俳優として、囃子方として、日本舞踊家としての今までの経験に基づき、古典芸能の体得の仕方、本番までにどう取組むか、リハーサルと本番の違い、普段心掛けていること、「間」とは何か、「和」の心とは、異文化交流で得たものは、アンサンブルの重要性はなどなど・・・

最近外国の演出家とお仕事させて頂く機会が多く、そのお陰で、今まであまり考えずに何となく受継いで来たものや、日本人として当たり前にして来たことを分析するようになりました。

能の友人とも話していたのですが、我々は息を詰めていることがとても多く、無酸素運動だと。
わざと息を詰めたり、敢えて呼吸を意識することで「間」をコントロールしています。

『兵士の物語』のプリンセスをさせて頂くにあたり、タンゴ、ワルツ、ラグタイムの音楽で踊るシーンがあったので、パーソナルトレーナーに付いて肉体改造とダンスのレッスンを受けていました。
その時によく、「呼吸を止めないで!」と言われ、初めて私達は普段何かをする時には呼吸を止めてしまうのだと気付きました。
その反面、敢えてそれを利用したり、息を吐いたりすることで「間」を自在に操っています。

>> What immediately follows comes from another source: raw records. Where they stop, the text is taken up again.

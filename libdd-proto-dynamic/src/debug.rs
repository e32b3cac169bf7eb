// Copyright 2025-Present Datadog, Inc. https://www.datadoghq.com/
// SPDX-License-Identifier: Apache-2.0

//! A pretty-printer for a decoded (or about-to-be-encoded) dynamic message:
//! field number -> value, recursively through nested messages, repeated
//! items, and map entries. Not part of the wire-format core -- useful for
//! the test harness and for anyone embedding this engine who wants a quick
//! look at what a registry-described value actually holds, the same role
//! the teacher's manually-derived `Debug` impls play for its fixed-schema
//! [`crate::wkt`]-style types.

use std::any::Any;
use std::fmt::Write as _;
use std::sync::Arc;

use crate::error::{Error, Result};
use crate::registry::{TypeKey, TypeRegistry};
use crate::value::Value;

type Host = dyn Any + Send + Sync;

/// Formats `value` (declared at `type_key`) as an indented `field_number:
/// value` tree. Fails the same way the dispatch layer would: an
/// unregistered runtime type, or a runtime type outside `type_key`'s
/// sub-type tree.
pub fn format_message(
    registry: &TypeRegistry,
    type_key: TypeKey,
    value: &Arc<dyn Any + Send + Sync>,
) -> Result<String> {
    let runtime_key = registry
        .lookup((**value).type_id())
        .ok_or(Error::UnexpectedType)?;
    if !registry.is_ancestor_or_self(type_key, runtime_key) {
        return Err(Error::UnexpectedSubType);
    }
    let mut out = String::new();
    write_fields(registry, runtime_key, value.as_ref(), &mut out, 0)?;
    Ok(out)
}

fn indent(out: &mut String, depth: usize) {
    for _ in 0..depth {
        out.push_str("  ");
    }
}

fn write_fields(registry: &TypeRegistry, runtime_key: TypeKey, host: &Host, out: &mut String, depth: usize) -> Result<()> {
    let _ = writeln!(out, "{{");
    for level in registry.inheritance_chain(runtime_key) {
        let entry = registry.entry(level);
        for field in &entry.fields {
            let value = (field.get)(host);
            if value.is_absent() {
                continue;
            }
            indent(out, depth + 1);
            let _ = write!(out, "{}: ", field.number);
            write_value(registry, &value, out, depth + 1)?;
            out.push('\n');
        }
    }
    indent(out, depth);
    out.push('}');
    Ok(())
}

fn write_value(registry: &TypeRegistry, value: &Value, out: &mut String, depth: usize) -> Result<()> {
    match value {
        Value::Bool(v) => {
            let _ = write!(out, "{v}");
        }
        Value::I32(v) => {
            let _ = write!(out, "{v}");
        }
        Value::I64(v) => {
            let _ = write!(out, "{v}");
        }
        Value::U32(v) => {
            let _ = write!(out, "{v}");
        }
        Value::U64(v) => {
            let _ = write!(out, "{v}");
        }
        Value::F32(v) => {
            let _ = write!(out, "{v}");
        }
        Value::F64(v) => {
            let _ = write!(out, "{v}");
        }
        Value::String(v) => {
            let _ = write!(out, "{v:?}");
        }
        Value::Bytes(v) => {
            let _ = write!(out, "<{} bytes>", v.len());
        }
        Value::Enum(v) => {
            let _ = write!(out, "#{v}");
        }
        Value::Message(inner) => {
            let runtime_key = registry
                .lookup((**inner).type_id())
                .ok_or(Error::UnexpectedType)?;
            write_fields(registry, runtime_key, inner.as_ref(), out, depth)?;
        }
        Value::Repeated(items) => {
            out.push('[');
            for (i, item) in items.iter().enumerate() {
                if i > 0 {
                    out.push_str(", ");
                }
                write_value(registry, item, out, depth)?;
            }
            out.push(']');
        }
        Value::Map(entries) => {
            out.push('{');
            for (i, (k, v)) in entries.iter().enumerate() {
                if i > 0 {
                    out.push_str(", ");
                }
                write_value(registry, k, out, depth)?;
                out.push_str(" => ");
                write_value(registry, v, out, depth)?;
            }
            out.push('}');
        }
        Value::Absent => out.push_str("<absent>"),
    }
    Ok(())
}

#[cfg(test)]
mod tests {
    use super::*;
    use crate::descriptor::{FieldDescriptorBuilder, ScalarType, ValueKind};
    use crate::registry::{RegistryOptions, TypeEntry};
    use std::any::TypeId;

    struct Point {
        x: i32,
        y: i32,
    }

    #[test]
    fn formats_flat_scalar_fields() {
        let registry = TypeRegistry::new(RegistryOptions::default());
        let key = registry
            .register(
                TypeEntry::new(
                    TypeId::of::<Point>(),
                    "Point",
                    vec![
                        FieldDescriptorBuilder::new(
                            1,
                            ValueKind::Scalar(ScalarType::Int32),
                            Box::new(|h: &(dyn Any + Send + Sync)| Value::I32(h.downcast_ref::<Point>().unwrap().x)),
                            Box::new(|_, _| {}),
                        )
                        .build(),
                        FieldDescriptorBuilder::new(
                            2,
                            ValueKind::Scalar(ScalarType::Int32),
                            Box::new(|h: &(dyn Any + Send + Sync)| Value::I32(h.downcast_ref::<Point>().unwrap().y)),
                            Box::new(|_, _| {}),
                        )
                        .build(),
                    ],
                )
                .unwrap(),
            )
            .unwrap();
        registry.freeze().unwrap();
        let value: Arc<dyn Any + Send + Sync> = Arc::new(Point { x: 1, y: 2 });
        let text = format_message(&registry, key, &value).unwrap();
        assert!(text.contains("1: 1"));
        assert!(text.contains("2: 2"));
    }
}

今回のプリンセスは曲が始まる前に2分間ぐらい無音のままで動く演出になりました。
自分の身体が氷の彫像にでもなったようなつもりで、呼吸を殺して、気が付かないぐらいに本当にゆっくりと動き始め、徐々に呼吸をすることで氷が溶け出して少しずつ身体に温かい血が通い始め、自分の体温を感じ、うっすらと意識を取り戻しつつ、未だ何ものかに操られているように彷徨いながらも、何かに救いを求めている・・・
そんなイメージを持って振付けをしました。

芸術を理論的に解析して行く作業は非常に難しいけれど、方法を間違えなければ新しい発見もあります。